Вот так. Пусть и тут крайним будет Дмитрий. Интересно, что теперь возразит мне митрополит?
Гермоген уставился на меня. Суровый взгляд из-под густых кустистых бровей не сулил ничего хорошего. Такое ощущение, что он очень жалел об отсутствии сабли на боку, ибо с ней все вопросы разрешить было бы намного проще и быстрее. Ну да, если по поводу добровольного и искреннего желания невесты он мог вступить в дискуссию, то приказ Дмитрия крыть нечем.

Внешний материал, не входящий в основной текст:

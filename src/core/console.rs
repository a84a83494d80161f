//! Human-readable progress on stderr
//!
//! Stdout carries rendered results (or the artifact itself), so everything
//! meant for a person reading the terminal goes through here.

use colored::Colorize;
use std::path::{Path, PathBuf};

#[derive(Debug, Clone, Copy)]
pub struct Console {
    enabled: bool,
}

impl Console {
    pub fn new(quiet: bool, no_color: bool) -> Self {
        if no_color {
            colored::control::set_override(false);
        }
        Self { enabled: !quiet }
    }

    pub fn root_document(&self, path: &Path, tier: &str) {
        if self.enabled {
            eprintln!(
                "{} {} {}",
                "Root document:".green().bold(),
                path.display(),
                format!("({})", tier).dimmed()
            );
        }
    }

    pub fn include_order(&self, files: &[PathBuf]) {
        if self.enabled {
            eprintln!("{}", "Files to be concatenated in order:".bold());
            for file in files {
                eprintln!("  {}", file.display());
            }
        }
    }

    pub fn artifact(&self, path: &Path, reused: bool) {
        if self.enabled {
            let label = if reused {
                "Reusing cached artifact:".yellow().bold()
            } else {
                "Concatenated into:".green().bold()
            };
            eprintln!("{} {}", label, path.display());
        }
    }
}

К чести митрополита и справедливости ради замечу, что он не сдался и после некоторого раздумья заметил, что даже при вольном выборе Ксения Борисовна, как умная и послушная сестра, непременно прислушается к мнению своего брата. Если тот убедительно его выскажет, то навряд ли она станет противиться.
Федор, покосившись на меня, лишь нехотя пробормотал, что он конечно же скажет Ксении Борисовне то, что думает, а уж далее…
– И ты вправду считаешь, что Шуйский неповинен? – первое, что он спросил у меня, как только мы остались одни. – Хотя да, ежели он и на исповеди сказывал, то, наверное, и впрямь…
– Никаких «наверное», – перебил я. – Готов поклясться перед иконами, что отравление тебя с Дмитрием – его рук дело. В смысле, травили другие, но по его повелению.
– А исповедь?
Я равнодушно пожал плечами:
– Ну и что? Подумаешь, исповедь.
– Не-эт, – возразил Годунов. – Митрополит верно сказывал – на таковское даже головник не отважится. Лгать и без того смертный грех, а уж ложь господу…
– Головник, может, и не отважится, а Шуйский… – усмехнулся я. – Не далее как четыре месяца назад, в мае, он, выйдя на Лобное место, заявил, что при всех целует крест в том, что царевича Дмитрия нет на свете и он сам, своими руками положил его тело в гроб, а тот, кто называется теперь этим именем, – расстрига, беглый монах, наученный сатаною и осужденный на казнь за свои мерзкие дела. Так?
Федор молча кивнул, соглашаясь. Я усмехнулся и продолжил:
– А уже в начале июня – меня в тот день как раз освободили из темницы казаки Корелы…
– Не вспоминай, стыдно, – поморщился Годунов.
– Тебе нечего стыдиться, твоей вины в этом нет, – возразил я. – Да и не о том сейчас речь. Я просто хотел напомнить, что и месяца не прошло, как Шуйский снова вышел на Лобное место и снова целовал крест, только уже на том, что твой батюшка послал убить царевича, но его спасли, а вместо него зарезали поповского сына. Это слышал и я. Как мыслишь, неужто человек, способный открыто и прилюдно лгать, при этом призывая в свидетели бога, побоится обмануть на исповеди, если ложь ему выгодна?
– Но тогда почто ты…
– Ты забываешь, что нам сейчас надлежит держаться тише воды и ниже травы, чтобы никто не мешал и чтоб, когда пробьет нужный час, у тебя было поменьше врагов, которых, к сожалению, хватает и без Шуйского. Да и не в нем, если разобраться, дело, – пояснил я. – Гермогену мы навряд ли что докажем, очень уж рьяно ратует он за опального боярина, а духовенство на Руси – это не просто сила – силища.